AIM OF THE TASK - Copy out the lines of the records below, and only those lines, from the one with "use super::transaction::SqliteTransaction;" through the one with "use rusqlite::InterruptHandle;", exactly as they appear.

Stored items
==========
use super::command::SqliteCommand;
use super::options::SqliteConnectOptions;
use super::transaction::SqliteTransaction;
use crate::core::database_types::{ConnectionState, IsolationLevel};
use crate::core::driver::Connection;
use crate::core::error::{DatabaseError, Result};
use async_trait::async_trait;
use parking_lot::Mutex;
use rusqlite::InterruptHandle;
use std::sync::atomic::{AtomicBool, AtomicU64, Ordering};
use std::sync::Arc;
use std::time::Duration;
use tokio_util::sync::CancellationToken;

/// State shared by every handle to one SQLite session
pub(crate) struct Session {
    options: Mutex<SqliteConnectOptions>,
    connection: Mutex<Option<rusqlite::Connection>>,
    interrupt: Mutex<Option<InterruptHandle>>,
    open: AtomicBool,
    pending_transaction: Mutex<Option<u64>>,
    next_transaction: AtomicU64,
}

impl Session {
    /// Run `f` against the open native connection
    pub(crate) fn with_connection<T>(
        &self,
        f: impl FnOnce(&rusqlite::Connection) -> Result<T>,
    ) -> Result<T> {
        let connection = self.connection.lock();
        let conn = connection
            .as_ref()
            .ok_or_else(|| DatabaseError::connection("Connection is not open"))?;
        f(conn)
    }

    pub(crate) fn is_open(&self) -> bool {
        self.open.load(Ordering::SeqCst)
    }

    pub(crate) fn pending_transaction(&self) -> Option<u64> {
        *self.pending_transaction.lock()
    }

    /// Finish the pending transaction `id` with `sql` (`COMMIT` or `ROLLBACK`)
    pub(crate) fn complete_transaction(&self, id: u64, sql: &str) -> Result<()> {
        let mut pending = self.pending_transaction.lock();
        if *pending != Some(id) {
            return Err(DatabaseError::transaction(
                "Transaction is no longer active on its connection",
            ));
        }
        self.with_connection(|conn| Ok(conn.execute_batch(sql)?))?;
        *pending = None;
        Ok(())
    }

    /// Abort any statement currently running on the session
    pub(crate) fn interrupt(&self) {
        if let Some(handle) = self.interrupt.lock().as_ref() {
            handle.interrupt();
        }
    }
}

/// Connection to a SQLite database
///
/// A cheap handle: clones share the same session, so a command or transaction
/// holding a clone sees the connection open and close.
///
/// # Example
///
/// ```rust,no_run
/// use rust_database_logger::prelude::*;
///
/// # fn main() -> rust_database_logger::Result<()> {
/// let mut conn = SqliteConnection::new("Data Source=:memory:")?;
/// conn.open()?;
/// conn.execute("CREATE TABLE t (id INTEGER PRIMARY KEY)", &[])?;
/// conn.close()?;
/// # Ok(())
/// # }
/// ```
#[derive(Clone)]
pub struct SqliteConnection {
    session: Arc<Session>,
}

impl SqliteConnection {
    /// Create a closed connection from a connection string
    ///
    /// A bare path or `:memory:` is accepted as the data source.
    pub fn new(connection_string: &str) -> Result<Self> {
        let options = if connection_string.contains('=') {
            SqliteConnectOptions::parse(connection_string)?
        } else {
            SqliteConnectOptions::new().data_source(connection_string.trim())
        };
        Ok(Self::with_options(options))
    }

    /// Create a closed connection from parsed options
    pub fn with_options(options: SqliteConnectOptions) -> Self {
        Self {
            session: Arc::new(Session {
                options: Mutex::new(options),
                connection: Mutex::new(None),
                interrupt: Mutex::new(None),
                open: AtomicBool::new(false),
                pending_transaction: Mutex::new(None),
                next_transaction: AtomicU64::new(1),
            }),
        }
    }

    /// Copy of the options the connection opens with
    pub fn options(&self) -> SqliteConnectOptions {
        self.session.options.lock().clone()
    }

    /// Whether `other` is a handle to the same session
    pub fn same_session(&self, other: &SqliteConnection) -> bool {
        Arc::ptr_eq(&self.session, &other.session)
    }

    /// Abort any statement currently running on this connection
    pub fn interrupt(&self) {
        self.session.interrupt();
    }

    /// Whether a transaction started on this connection is still pending
    pub fn in_transaction(&self) -> bool {
        self.session.pending_transaction().is_some()
    }

    pub(crate) fn session(&self) -> &Arc<Session> {
        &self.session
    }

    fn open_native(options: &SqliteConnectOptions) -> Result<rusqlite::Connection> {
        let conn =
            rusqlite::Connection::open_with_flags(options.open_path(), options.open_flags())?;
        conn.busy_timeout(options.timeout())?;
        conn.pragma_update(None, "foreign_keys", options.foreign_keys_enabled())?;
        Ok(conn)
    }
}

impl Default for SqliteConnection {
    fn default() -> Self {
        Self::with_options(SqliteConnectOptions::default())
    }
}

impl std::fmt::Debug for SqliteConnection {
    fn fmt(&self, f: &mut std::fmt::Formatter<'_>) -> std::fmt::Result {
        f.debug_struct("SqliteConnection")
            .field("options", &*self.session.options.lock())
            .field("open", &self.session.is_open())
            .finish()
    }
}

#[async_trait]
impl Connection for SqliteConnection {
    type Error = DatabaseError;
    type Transaction = SqliteTransaction;
    type Command = SqliteCommand;

    fn connection_string(&self) -> String {
        self.session.options.lock().to_connection_string()
    }

    fn set_connection_string(&mut self, connection_string: &str) -> Result<()> {
        if self.session.is_open() {
            return Err(DatabaseError::connection(
                "Cannot change the connection string of an open connection",
            ));
        }
        let options = SqliteConnectOptions::parse(connection_string)?;
        *self.session.options.lock() = options;
        Ok(())
    }

    fn connection_timeout(&self) -> Duration {
        self.session.options.lock().timeout()
    }

    fn database(&self) -> String {
        "main".to_string()
    }

    fn data_source(&self) -> String {
        self.session.options.lock().source().to_string()
    }

    fn server_version(&self) -> String {
        rusqlite::version().to_string()
    }

    fn state(&self) -> ConnectionState {
        if self.session.is_open() {
            ConnectionState::Open
        } else {
            ConnectionState::Closed
        }
    }

    fn open(&mut self) -> Result<()> {
        let mut connection = self.session.connection.lock();
        if connection.is_some() {
            return Err(DatabaseError::connection("Connection is already open"));
        }

        let options = self.session.options.lock().clone();
        let conn = Self::open_native(&options)?;
        *self.session.interrupt.lock() = Some(conn.get_interrupt_handle());
        *connection = Some(conn);
        self.session.open.store(true, Ordering::SeqCst);
        Ok(())
    }

    async fn open_async(&mut self, cancel: &CancellationToken) -> Result<()> {
        if cancel.is_cancelled() {
            return Err(DatabaseError::Cancelled);
        }
        let mut this = self.clone();
        let mut task = tokio::task::spawn_blocking(move || this.open());

        let finished = tokio::select! {
            result = &mut task => Some(result),
            _ = cancel.cancelled() => None,
        };
        match finished {
            Some(result) => {
                result.map_err(|e| DatabaseError::other(format!("Task join error: {}", e)))?
            }
            None => {
                // opening cannot be interrupted; wait for it and undo it
                if let Ok(Ok(())) = task.await {
                    let _ = self.close();
                }
                Err(DatabaseError::Cancelled)
            }
        }
    }

    fn close(&mut self) -> Result<()> {
        let Some(conn) = self.session.connection.lock().take() else {
            return Ok(());
        };

        self.session.open.store(false, Ordering::SeqCst);
        *self.session.interrupt.lock() = None;
        // closing the native connection rolls back whatever is still pending
        *self.session.pending_transaction.lock() = None;
        conn.close().map_err(|(_, e)| DatabaseError::from(e))
    }

    fn change_database(&mut self, database: &str) -> Result<()> {
        Err(DatabaseError::unsupported(format!(
            "SQLite cannot switch to database '{}'; attach it instead",
            database
        )))
    }

    fn begin_transaction(&mut self, level: IsolationLevel) -> Result<SqliteTransaction> {
        let mut pending = self.session.pending_transaction.lock();
        if pending.is_some() {
            return Err(DatabaseError::transaction(
                "SQLite does not support nested transactions",
            ));
        }

        self.session.with_connection(|conn| {
            let read_uncommitted = level == IsolationLevel::ReadUncommitted;
            conn.pragma_update(None, "read_uncommitted", read_uncommitted)?;
            conn.execute_batch(if read_uncommitted {
                "BEGIN"
            } else {
                "BEGIN IMMEDIATE"
            })?;
            Ok(())
        })?;

        let id = self.session.next_transaction.fetch_add(1, Ordering::SeqCst);
        *pending = Some(id);
        Ok(SqliteTransaction::new(id, level, Arc::clone(&self.session)))
    }

    fn create_command(&self) -> SqliteCommand {
        SqliteCommand::for_connection(self.clone())
    }
}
==========
RESPONSE FOR THIS EXERCISE -
use super::transaction::SqliteTransaction;
use crate::core::database_types::{ConnectionState, IsolationLevel};
use crate::core::driver::Connection;
use crate::core::error::{DatabaseError, Result};
use async_trait::async_trait;
use parking_lot::Mutex;
use rusqlite::InterruptHandle;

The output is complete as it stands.